David Kyuman Kim
David Kyuman Kim is an Editor-at-Large for The Immanent Frame. In 2009, Kim served as acting program director for SSRC projects on religion. In conjunction with the SSRC’s Luce-funded project on religion and international affairs, Kim is conducting Rites and Responsibilities, a dialogue forum on sovereignty, accountability, authority, and the public life of religion. In addition to his work with the SSRC, Kim is Associate Professor of Religious Studies at Connecticut College, where he also served as the College's Inaugural Director of the Center for the Comparative Study of Race and Ethnicity from 2005-2008. In 2009, he was the inaugural Visiting Professor of the Humanities at the Cogut Center for the Humanities at Brown University.
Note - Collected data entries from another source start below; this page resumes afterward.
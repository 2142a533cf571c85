//! Public holiday calendars.
//!
//! Feature building only needs to ask "is this date a public holiday in this
//! country?". [`HolidayCalendar`] abstracts that lookup so the built-in rule
//! set can be swapped for a precomputed table or for no holidays at all.
//! Unknown country codes always resolve to an empty set.

mod rules;

pub use rules::PublicHolidays;

use chrono::{Datelike, NaiveDate};
use std::collections::{BTreeSet, HashMap};

/// Lookup of public holiday dates per country.
pub trait HolidayCalendar: Send + Sync {
    /// Holidays of `country` falling in `year`; empty for unknown countries.
    fn holidays(&self, country: &str, year: i32) -> BTreeSet<NaiveDate>;

    /// Whether `date` is a public holiday in `country`.
    fn is_holiday(&self, country: &str, date: NaiveDate) -> bool {
        self.holidays(country, date.year()).contains(&date)
    }
}

/// Calendar without any holidays.
#[derive(Debug, Clone, Copy, Default)]
pub struct NoHolidays;

impl HolidayCalendar for NoHolidays {
    fn holidays(&self, _country: &str, _year: i32) -> BTreeSet<NaiveDate> {
        BTreeSet::new()
    }
}

/// Precomputed `{country code -> holiday dates}` table.
///
/// Country codes are matched case-insensitively.
#[derive(Debug, Clone, Default)]
pub struct HolidayTable {
    dates: HashMap<String, BTreeSet<NaiveDate>>,
}

impl HolidayTable {
    pub fn new() -> Self {
        Self::default()
    }

    pub fn with_dates(
        mut self,
        country: &str,
        dates: impl IntoIterator<Item = NaiveDate>,
    ) -> Self {
        self.dates
            .entry(country.to_uppercase())
            .or_default()
            .extend(dates);
        self
    }

    pub fn countries(&self) -> impl Iterator<Item = &str> {
        self.dates.keys().map(String::as_str)
    }
}

impl HolidayCalendar for HolidayTable {
    fn holidays(&self, country: &str, year: i32) -> BTreeSet<NaiveDate> {
        self.dates
            .get(&country.to_uppercase())
            .map(|dates| dates.iter().filter(|d| d.year() == year).copied().collect())
            .unwrap_or_default()
    }
}
//! Statistical utility functions.

/// Two-sided 80% interval multiplier: the 90th percentile of N(0, 1).
pub const Z_P90: f64 = 1.2816;

/// Calculate the mean of a slice.
pub fn mean(values: &[f64]) -> f64 {
    if values.is_empty() {
        return f64::NAN;
    }
    values.iter().sum::<f64>() / values.len() as f64
}

/// Calculate the population variance of a slice (denominator n).
pub fn population_variance(values: &[f64]) -> f64 {
    if values.is_empty() {
        return f64::NAN;
    }
    let m = mean(values);
    values.iter().map(|x| (x - m).powi(2)).sum::<f64>() / values.len() as f64
}

/// Calculate the population standard deviation of a slice.
pub fn population_std(values: &[f64]) -> f64 {
    population_variance(values).sqrt()
}
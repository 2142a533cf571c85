//! Design matrix construction for the linear demand model.
//!
//! Column order is fixed: `bias`, `wd_0`..`wd_6` (Monday = 0), the declared
//! exogenous columns in declaration order, then `exog_holiday` when a holiday
//! country is configured. Historical and future frames go through the same
//! code path so their columns always line up.

use crate::calendar::HolidayCalendar;
use crate::core::{Covariates, DailySeries, ExogColumn};
use crate::error::{ForecastError, Result};
use chrono::{Datelike, NaiveDate};
use serde::{Deserialize, Serialize};
use std::collections::BTreeSet;
use tracing::debug;

/// Name of the intercept column.
pub const BIAS_COLUMN: &str = "bias";
/// Prefix of the weekday indicator columns.
pub const WEEKDAY_PREFIX: &str = "wd_";
/// Name of the holiday indicator column.
pub const HOLIDAY_COLUMN: &str = "exog_holiday";

/// Which optional columns go into the design matrix.
#[derive(Debug, Clone, Default, PartialEq, Serialize, Deserialize)]
pub struct FeatureConfig {
    /// Exogenous columns, in the order they appear in the matrix.
    #[serde(default)]
    pub exog_columns: Vec<String>,
    /// Country whose public holidays feed the holiday indicator.
    #[serde(default)]
    pub holiday_country: Option<String>,
}

impl FeatureConfig {
    pub fn new() -> Self {
        Self::default()
    }

    pub fn with_exog(mut self, name: &str) -> Self {
        self.exog_columns.push(name.to_string());
        self
    }

    pub fn with_holidays(mut self, country: &str) -> Self {
        self.holiday_country = Some(country.to_string());
        self
    }

    /// Column names of every matrix built from this configuration.
    pub fn column_names(&self) -> Vec<String> {
        let mut names = Vec::with_capacity(9 + self.exog_columns.len());
        names.push(BIAS_COLUMN.to_string());
        names.extend((0..7).map(|d| format!("{}{}", WEEKDAY_PREFIX, d)));
        names.extend(self.exog_columns.iter().cloned());
        if self.holiday_country.is_some() {
            names.push(HOLIDAY_COLUMN.to_string());
        }
        names
    }

    /// Whether `name` collides with a generated column.
    pub fn is_reserved(name: &str) -> bool {
        name == BIAS_COLUMN
            || name == HOLIDAY_COLUMN
            || name
                .strip_prefix(WEEKDAY_PREFIX)
                .and_then(|d| d.parse::<u8>().ok())
                .is_some_and(|d| d < 7)
    }
}

/// Dense row-major matrix with named columns.
#[derive(Debug, Clone, PartialEq)]
pub struct DesignMatrix {
    columns: Vec<String>,
    rows: usize,
    data: Vec<f64>,
}

impl DesignMatrix {
    pub fn new(columns: Vec<String>, rows: usize, data: Vec<f64>) -> Result<Self> {
        if data.len() != rows * columns.len() {
            return Err(ForecastError::DimensionMismatch {
                expected: rows * columns.len(),
                got: data.len(),
            });
        }
        Ok(Self {
            columns,
            rows,
            data,
        })
    }

    pub fn rows(&self) -> usize {
        self.rows
    }

    pub fn cols(&self) -> usize {
        self.columns.len()
    }

    pub fn column_names(&self) -> &[String] {
        &self.columns
    }

    pub fn row(&self, i: usize) -> &[f64] {
        let k = self.cols();
        &self.data[i * k..(i + 1) * k]
    }

    pub fn get(&self, i: usize, j: usize) -> f64 {
        self.data[i * self.cols() + j]
    }

    /// Copy of column `j`.
    pub fn column(&self, j: usize) -> Vec<f64> {
        (0..self.rows).map(|i| self.get(i, j)).collect()
    }

    pub fn column_index(&self, name: &str) -> Option<usize> {
        self.columns.iter().position(|c| c == name)
    }

    pub fn as_slice(&self) -> &[f64] {
        &self.data
    }
}

/// Builds design matrices from a feature configuration and a holiday calendar.
pub struct FeatureBuilder<'a> {
    config: &'a FeatureConfig,
    calendar: &'a dyn HolidayCalendar,
}

impl<'a> FeatureBuilder<'a> {
    pub fn new(config: &'a FeatureConfig, calendar: &'a dyn HolidayCalendar) -> Self {
        Self { config, calendar }
    }

    /// Design matrix for any dated frame (historical or future).
    pub fn design<C: Covariates + ?Sized>(&self, frame: &C) -> Result<DesignMatrix> {
        let dates = frame.dates();
        let exog = self.resolve_exog(frame.exog(), dates.len())?;
        let holidays = self.holiday_dates(dates);

        let columns = self.config.column_names();
        let k = columns.len();
        let mut data = Vec::with_capacity(dates.len() * k);

        for (i, date) in dates.iter().enumerate() {
            data.push(1.0);
            let weekday = date.weekday().num_days_from_monday();
            data.extend((0..7).map(|d| if d == weekday { 1.0 } else { 0.0 }));
            data.extend(exog.iter().map(|column| column[i]));
            if self.config.holiday_country.is_some() {
                data.push(if holidays.contains(date) { 1.0 } else { 0.0 });
            }
        }

        DesignMatrix::new(columns, dates.len(), data)
    }

    /// Design matrix plus the aligned target vector.
    pub fn training(&self, series: &DailySeries) -> Result<(DesignMatrix, Vec<f64>)> {
        let x = self.design(series)?;
        Ok((x, series.target().to_vec()))
    }

    fn resolve_exog(&self, columns: &[ExogColumn], rows: usize) -> Result<Vec<Vec<f64>>> {
        self.config
            .exog_columns
            .iter()
            .map(|name| {
                let column = columns.iter().find(|c| c.name() == name).ok_or_else(|| {
                    ForecastError::InvalidConfiguration(format!(
                        "exogenous column '{}' missing from frame",
                        name
                    ))
                })?;
                if column.values().len() != rows {
                    return Err(ForecastError::DimensionMismatch {
                        expected: rows,
                        got: column.values().len(),
                    });
                }
                Ok(forward_fill(column.values()))
            })
            .collect()
    }

    fn holiday_dates(&self, dates: &[NaiveDate]) -> BTreeSet<NaiveDate> {
        let Some(country) = self.config.holiday_country.as_deref() else {
            return BTreeSet::new();
        };
        let years: BTreeSet<i32> = dates.iter().map(|d| d.year()).collect();
        let holidays: BTreeSet<NaiveDate> = years
            .into_iter()
            .flat_map(|year| self.calendar.holidays(country, year))
            .collect();
        debug!(country, count = holidays.len(), "resolved holiday calendar");
        holidays
    }
}

/// Carry the last observed value forward; leading gaps become 0.0.
fn forward_fill(values: &[Option<f64>]) -> Vec<f64> {
    let mut last = None;
    values
        .iter()
        .map(|v| {
            if v.is_some() {
                last = *v;
            }
            last.unwrap_or(0.0)
        })
        .collect()
}
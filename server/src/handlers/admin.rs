use axum::{
    extract::{Query, State},
    response::Response,
    routing::{delete, get, put},
    Json, Router,
};
use serde::{Deserialize, Serialize};

use crate::auth::Actor;
use crate::models::UserId;
use crate::services::RoleChange;
use crate::state::AppState;
use crate::utils::error::AppResult;
use crate::utils::response::success;

#[derive(Debug, Deserialize)]
pub struct UserIdQuery {
    pub user_id: UserId,
}

#[derive(Debug, Serialize)]
struct DeletedUser {
    user_id: UserId,
}

pub fn routes() -> Router<AppState> {
    Router::new()
        .route("/admin/all_users", get(all_users))
        .route("/admin/change_role", put(change_role))
        .route("/admin/delete_user", delete(delete_user))
}

pub async fn all_users(State(state): State<AppState>, actor: Actor) -> AppResult<Response> {
    let users = state.admin.list_all_users(&actor).await?;
    Ok(success(users, "All users"))
}

pub async fn change_role(
    State(state): State<AppState>,
    actor: Actor,
    Json(request): Json<RoleChange>,
) -> AppResult<Response> {
    let change = state
        .admin
        .change_role(&actor, request.user_id, request.new_role)
        .await?;
    Ok(success(change, "User role updated successfully"))
}

pub async fn delete_user(
    State(state): State<AppState>,
    actor: Actor,
    Query(query): Query<UserIdQuery>,
) -> AppResult<Response> {
    let user_id = state.admin.delete_user(&actor, query.user_id).await?;
    Ok(success(DeletedUser { user_id }, "User deleted successfully"))
}
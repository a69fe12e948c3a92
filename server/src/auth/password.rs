//! Password digests using Argon2id in PHC string format.

use argon2::password_hash::SaltString;
use argon2::{Argon2, PasswordHash, PasswordHasher, PasswordVerifier};

use crate::utils::error::{AppError, AppResult};

/// Hash a plaintext password with a fresh random salt.
pub fn hash_password(plaintext: &str) -> AppResult<String> {
    let salt = SaltString::generate(&mut rand::thread_rng());
    Argon2::default()
        .hash_password(plaintext.as_bytes(), &salt)
        .map(|hash| hash.to_string())
        .map_err(|e| AppError::InternalServerError(format!("password hashing failed: {e}")))
}

/// Check a plaintext password against a stored digest. A malformed digest
/// never matches.
pub fn verify_password(plaintext: &str, digest: &str) -> bool {
    let parsed = match PasswordHash::new(digest) {
        Ok(parsed) => parsed,
        Err(e) => {
            tracing::warn!(error = %e, "Stored password digest is malformed");
            return false;
        }
    };

    Argon2::default()
        .verify_password(plaintext.as_bytes(), &parsed)
        .is_ok()
}

#[cfg(test)]
mod tests {
    use super::*;

    #[test]
    fn test_hash_and_verify() {
        let digest = hash_password("correct horse").unwrap();
        assert!(digest.starts_with("$argon2id$"));
        assert!(verify_password("correct horse", &digest));
        assert!(!verify_password("wrong horse", &digest));
    }

    #[test]
    fn test_salted() {
        let a = hash_password("same").unwrap();
        let b = hash_password("same").unwrap();
        assert_ne!(a, b);
    }

    #[test]
    fn test_plaintext_digest_never_matches() {
        assert!(!verify_password("secret", "secret"));
    }
}
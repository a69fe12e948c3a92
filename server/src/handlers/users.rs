use axum::{
    extract::State,
    response::Response,
    routing::{delete, get, put},
    Json, Router,
};

use crate::auth::Actor;
use crate::models::ContactInfo;
use crate::services::PasswordChange;
use crate::state::AppState;
use crate::utils::error::AppResult;
use crate::utils::response::{empty_success, success};

pub fn routes() -> Router<AppState> {
    Router::new()
        .route("/users", get(current_user))
        .route("/users/", get(current_user))
        .route("/users/change_password", put(change_password))
        .route("/users/change_info", put(change_info))
        .route("/users/delete", delete(delete_account))
}

pub async fn current_user(State(state): State<AppState>, actor: Actor) -> AppResult<Response> {
    let user = state.accounts.get_self(&actor).await?;
    Ok(success(user, "Current user"))
}

pub async fn change_password(
    State(state): State<AppState>,
    actor: Actor,
    Json(change): Json<PasswordChange>,
) -> AppResult<Response> {
    state.accounts.change_password(&actor, &change).await?;
    Ok(empty_success("Password changed successfully"))
}

pub async fn change_info(
    State(state): State<AppState>,
    actor: Actor,
    Json(info): Json<ContactInfo>,
) -> AppResult<Response> {
    let result = state.accounts.update_info(&actor, &info).await?;
    Ok(success(result, "User information updated successfully!"))
}

pub async fn delete_account(State(state): State<AppState>, actor: Actor) -> AppResult<Response> {
    state.accounts.delete_self(&actor).await?;
    Ok(empty_success("User deleted successfully"))
}
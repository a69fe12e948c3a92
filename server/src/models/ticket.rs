use rust_decimal::Decimal;
use serde::{Deserialize, Serialize};
use sqlx::FromRow;

use super::event::EventId;
use crate::utils::error::{AppError, AppResult};

pub type TicketId = i64;

/// Prices are stored as `NUMERIC(12, 2)`.
const PRICE_SCALE: u32 = 2;

/// Largest price the price column can hold, 9 999 999 999.99.
fn max_price() -> Decimal {
    Decimal::new(999_999_999_999, PRICE_SCALE)
}

#[derive(Debug, Clone, Copy, PartialEq, Eq, Serialize, Deserialize, sqlx::Type)]
#[serde(rename_all = "lowercase")]
#[sqlx(type_name = "ticket_type", rename_all = "lowercase")]
pub enum TicketType {
    Free,
    Paid,
    Vip,
}

#[derive(Debug, Clone, Serialize, Deserialize, FromRow)]
pub struct Ticket {
    pub id: TicketId,
    pub event_id: EventId,
    #[serde(rename = "type")]
    #[sqlx(rename = "type")]
    pub ticket_type: TicketType,
    pub price: Decimal,
    pub quantity: i32,
    pub available_quantity: i32,
}

/// Ticket batch as requested by the caller. `available_quantity` is stored
/// as given, independently of `quantity`.
#[derive(Debug, Clone, Deserialize)]
pub struct NewTicket {
    pub event_id: EventId,
    #[serde(rename = "type")]
    pub ticket_type: TicketType,
    pub price: Decimal,
    pub quantity: i32,
    pub available_quantity: i32,
}

impl NewTicket {
    pub fn validate(&self) -> AppResult<()> {
        if self.price.is_sign_negative() {
            return Err(AppError::ValidationError(
                "price must not be negative".to_string(),
            ));
        }
        if self.price.normalize().scale() > PRICE_SCALE {
            return Err(AppError::ValidationError(format!(
                "price must have at most {PRICE_SCALE} decimal places"
            )));
        }
        if self.price > max_price() {
            return Err(AppError::ValidationError(format!(
                "price must not exceed {}",
                max_price()
            )));
        }
        if self.quantity < 0 || self.available_quantity < 0 {
            return Err(AppError::ValidationError(
                "quantities must not be negative".to_string(),
            ));
        }
        Ok(())
    }
}

#[cfg(test)]
mod tests {
    use super::*;

    #[test]
    fn test_parses_wire_shape() {
        let body = serde_json::json!({
            "event_id": 4,
            "type": "vip",
            "price": 49.5,
            "quantity": 10,
            "available_quantity": 12
        });
        let ticket: NewTicket = serde_json::from_value(body).unwrap();
        assert_eq!(ticket.ticket_type, TicketType::Vip);
        assert_eq!(ticket.price, Decimal::new(495, 1));
        // oversupply is stored as given
        assert!(ticket.validate().is_ok());
    }

    fn priced(price: Decimal) -> NewTicket {
        NewTicket {
            event_id: 1,
            ticket_type: TicketType::Paid,
            price,
            quantity: 1,
            available_quantity: 1,
        }
    }

    #[test]
    fn test_negative_price_rejected() {
        assert!(priced(Decimal::new(-1, 0)).validate().is_err());
    }

    #[test]
    fn test_price_precision_matches_column() {
        assert!(priced(Decimal::new(1999, 2)).validate().is_ok());
        // trailing zeros are not extra precision
        assert!(priced(Decimal::new(19_990, 3)).validate().is_ok());
        assert!(matches!(
            priced(Decimal::new(1999, 3)).validate(),
            Err(AppError::ValidationError(_))
        ));
    }

    #[test]
    fn test_price_upper_bound_matches_column() {
        assert!(priced(max_price()).validate().is_ok());
        assert!(matches!(
            priced(max_price() + Decimal::new(1, 2)).validate(),
            Err(AppError::ValidationError(_))
        ));
        assert!(matches!(
            priced(Decimal::new(12_345_678_901_999, 3)).validate(),
            Err(AppError::ValidationError(_))
        ));
    }
}
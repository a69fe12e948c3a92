use std::env;
use std::net::SocketAddr;

use chrono::Duration;
use jsonwebtoken::Algorithm;
use thiserror::Error;

pub mod cors;
pub mod security;

pub use cors::create_cors_layer;
pub use security::create_security_headers_layer;

const DEFAULT_BIND_ADDRESS: &str = "0.0.0.0:3001";
const DEFAULT_MAX_CONNECTIONS: u32 = 5;
const DEFAULT_TOKEN_TTL_MINUTES: i64 = 20;
pub const DEFAULT_ALLOWED_ORIGINS: &str = "http://localhost:3000,http://localhost:5173";

#[derive(Debug, Error)]
pub enum ConfigError {
    #[error("{0} must be set")]
    Missing(&'static str),

    #[error("{key} has an invalid value '{value}'")]
    Invalid { key: &'static str, value: String },
}

/// Token signing settings handed to the credential service.
#[derive(Clone)]
pub struct TokenConfig {
    pub secret_key: String,
    pub algorithm: Algorithm,
    pub ttl: Duration,
}

impl std::fmt::Debug for TokenConfig {
    fn fmt(&self, f: &mut std::fmt::Formatter<'_>) -> std::fmt::Result {
        f.debug_struct("TokenConfig")
            .field("secret_key", &"<redacted>")
            .field("algorithm", &self.algorithm)
            .field("ttl", &self.ttl)
            .finish()
    }
}

#[derive(Debug, Clone)]
pub struct Config {
    /// Postgres URL. Without one the server keeps everything in memory.
    pub database_url: Option<String>,
    pub max_connections: u32,
    pub bind_address: SocketAddr,
    pub token: TokenConfig,
    pub allowed_origins: Vec<String>,
    pub production: bool,
}

impl Config {
    pub fn from_env() -> Result<Self, ConfigError> {
        Self::from_lookup(|key| env::var(key).ok())
    }

    /// Builds the configuration from any key lookup, which keeps parsing
    /// testable without touching the process environment.
    pub fn from_lookup<F>(lookup: F) -> Result<Self, ConfigError>
    where
        F: Fn(&str) -> Option<String>,
    {
        let database_url = lookup("DATABASE_URL").filter(|url| !url.trim().is_empty());

        let max_connections =
            parse_or(&lookup, "DATABASE_MAX_CONNECTIONS", DEFAULT_MAX_CONNECTIONS)?;

        let bind_address = lookup("BIND_ADDRESS")
            .unwrap_or_else(|| DEFAULT_BIND_ADDRESS.to_string());
        let bind_address: SocketAddr = bind_address.parse().map_err(|_| ConfigError::Invalid {
            key: "BIND_ADDRESS",
            value: bind_address.clone(),
        })?;

        let secret_key = lookup("SECRET_KEY")
            .filter(|key| !key.is_empty())
            .ok_or(ConfigError::Missing("SECRET_KEY"))?;

        let algorithm = match lookup("ALGORITHM") {
            None => Algorithm::HS256,
            Some(name) => parse_hmac_algorithm(&name).ok_or(ConfigError::Invalid {
                key: "ALGORITHM",
                value: name,
            })?,
        };

        let ttl_minutes: i64 =
            parse_or(&lookup, "ACCESS_TOKEN_EXPIRE_MINUTES", DEFAULT_TOKEN_TTL_MINUTES)?;
        if ttl_minutes <= 0 {
            return Err(ConfigError::Invalid {
                key: "ACCESS_TOKEN_EXPIRE_MINUTES",
                value: ttl_minutes.to_string(),
            });
        }

        let allowed_origins = lookup("CORS_ALLOWED_ORIGINS")
            .unwrap_or_else(|| DEFAULT_ALLOWED_ORIGINS.to_string())
            .split(',')
            .map(str::trim)
            .filter(|origin| !origin.is_empty())
            .map(str::to_string)
            .collect();

        let production = lookup("RUST_ENV")
            .map(|v| v.to_lowercase() == "production")
            .unwrap_or(false);

        Ok(Self {
            database_url,
            max_connections,
            bind_address,
            token: TokenConfig {
                secret_key,
                algorithm,
                ttl: Duration::minutes(ttl_minutes),
            },
            allowed_origins,
            production,
        })
    }
}

fn parse_or<F, T>(lookup: &F, key: &'static str, default: T) -> Result<T, ConfigError>
where
    F: Fn(&str) -> Option<String>,
    T: std::str::FromStr,
{
    match lookup(key) {
        None => Ok(default),
        Some(raw) => raw
            .trim()
            .parse()
            .map_err(|_| ConfigError::Invalid { key, value: raw }),
    }
}

fn parse_hmac_algorithm(name: &str) -> Option<Algorithm> {
    match name.trim().to_uppercase().as_str() {
        "HS256" => Some(Algorithm::HS256),
        "HS384" => Some(Algorithm::HS384),
        "HS512" => Some(Algorithm::HS512),
        _ => None,
    }
}
//! Ticket creation for upcoming events.

use chrono::{DateTime, Utc};
use std::sync::Arc;
use tracing::info;

use crate::auth::Actor;
use crate::models::{NewTicket, Ticket};
use crate::policy::{self, Action};
use crate::store::{EventStore, TicketStore};
use crate::utils::error::{AppError, AppResult, EVENT_UNAVAILABLE};

#[derive(Clone)]
pub struct TicketService {
    events: Arc<dyn EventStore>,
    tickets: Arc<dyn TicketStore>,
}

impl TicketService {
    pub fn new(events: Arc<dyn EventStore>, tickets: Arc<dyn TicketStore>) -> Self {
        Self { events, tickets }
    }

    pub async fn create(&self, actor: &Actor, request: &NewTicket) -> AppResult<Ticket> {
        self.create_at(actor, request, Utc::now()).await
    }

    /// A missing event, a foreign event and an event that has already
    /// started all produce the same `NotFound`.
    pub async fn create_at(
        &self,
        actor: &Actor,
        request: &NewTicket,
        now: DateTime<Utc>,
    ) -> AppResult<Ticket> {
        let scope = policy::require(Action::CreateTicket, actor)?;
        request.validate()?;

        self.events
            .find_event(request.event_id, scope)
            .await?
            .filter(|event| event.start_date > now)
            .ok_or_else(|| AppError::NotFound(EVENT_UNAVAILABLE.to_string()))?;

        let ticket = self.tickets.insert_ticket(request).await?;
        info!(
            ticket_id = ticket.id,
            event_id = ticket.event_id,
            actor = actor.id,
            "Tickets created"
        );
        Ok(ticket)
    }
}

#[cfg(test)]
mod tests {
    use super::*;
    use crate::models::{Role, TicketType};
    use crate::services::testing::{actor_for, event_fields_starting, seed_user, upcoming_event_fields};
    use crate::store::MemoryStore;
    use chrono::Duration;
    use rust_decimal::Decimal;

    fn request(event_id: i64) -> NewTicket {
        NewTicket {
            event_id,
            ticket_type: TicketType::Paid,
            price: Decimal::new(2500, 2),
            quantity: 100,
            available_quantity: 100,
        }
    }

    async fn setup() -> (Arc<MemoryStore>, TicketService, Actor, Actor, Actor) {
        let store = Arc::new(MemoryStore::new());
        let service = TicketService::new(store.clone(), store.clone());
        let admin = actor_for(&seed_user(&store, "admin", Some(Role::Admin)).await);
        let alice = actor_for(&seed_user(&store, "alice", Some(Role::Organizer)).await);
        let bob = actor_for(&seed_user(&store, "bob", Some(Role::Organizer)).await);
        (store, service, admin, alice, bob)
    }

    #[tokio::test]
    async fn test_owner_and_admin_create_for_upcoming_event() {
        let (store, tickets, admin, alice, _) = setup().await;
        let event = store.insert_event(alice.id, &upcoming_event_fields()).await.unwrap();

        let ticket = tickets.create(&alice, &request(event.id)).await.unwrap();
        assert_eq!(ticket.event_id, event.id);
        assert_eq!(ticket.ticket_type, TicketType::Paid);

        assert!(tickets.create(&admin, &request(event.id)).await.is_ok());
    }

    #[tokio::test]
    async fn test_unavailable_events_are_indistinguishable() {
        let (store, tickets, admin, alice, bob) = setup().await;
        let past = store
            .insert_event(alice.id, &event_fields_starting(Utc::now() - Duration::hours(1)))
            .await
            .unwrap();
        let bobs = store.insert_event(bob.id, &upcoming_event_fields()).await.unwrap();

        let started = tickets.create(&admin, &request(past.id)).await.unwrap_err();
        let missing = tickets.create(&admin, &request(9_999)).await.unwrap_err();
        let foreign = tickets.create(&alice, &request(bobs.id)).await.unwrap_err();

        for err in [&started, &missing, &foreign] {
            assert!(matches!(err, AppError::NotFound(msg) if msg == EVENT_UNAVAILABLE));
        }
    }

    #[tokio::test]
    async fn test_start_must_be_strictly_in_the_future() {
        let (store, tickets, _, alice, _) = setup().await;
        let start = Utc::now() + Duration::days(1);
        let event = store
            .insert_event(alice.id, &event_fields_starting(start))
            .await
            .unwrap();

        assert!(tickets.create_at(&alice, &request(event.id), start).await.is_err());
        assert!(tickets
            .create_at(&alice, &request(event.id), start - Duration::seconds(1))
            .await
            .is_ok());
    }

    #[tokio::test]
    async fn test_plain_users_are_unauthorized() {
        let (store, tickets, _, alice, _) = setup().await;
        let event = store.insert_event(alice.id, &upcoming_event_fields()).await.unwrap();
        let plain = actor_for(&seed_user(&store, "plain", Some(Role::User)).await);

        assert!(matches!(
            tickets.create(&plain, &request(event.id)).await,
            Err(AppError::Unauthorized(_))
        ));
    }

    #[tokio::test]
    async fn test_available_quantity_is_stored_as_given() {
        let (store, tickets, _, alice, _) = setup().await;
        let event = store.insert_event(alice.id, &upcoming_event_fields()).await.unwrap();

        let mut oversold = request(event.id);
        oversold.quantity = 5;
        oversold.available_quantity = 8;
        let ticket = tickets.create(&alice, &oversold).await.unwrap();
        assert_eq!((ticket.quantity, ticket.available_quantity), (5, 8));
    }
}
His book Melancholic Freedom: Agency and the Spirit of Politics was published by Oxford University Press in 2007. He is co-editor, with Philip Gorski, John Torpey, and Jonathan VanAntwerpen of The Post-Secular in Question. With John L. Jackson, Jr., Kim is co-editing a special issue on race, religion, and democracy for The ANNALS of the American Academy of Political and Social Science. His current book project is Future Perfect, Past Conditional: the Work of Memory. Read David Kyuman Kim's contributions to Reflections on summer reading and Religion and the midterm elections.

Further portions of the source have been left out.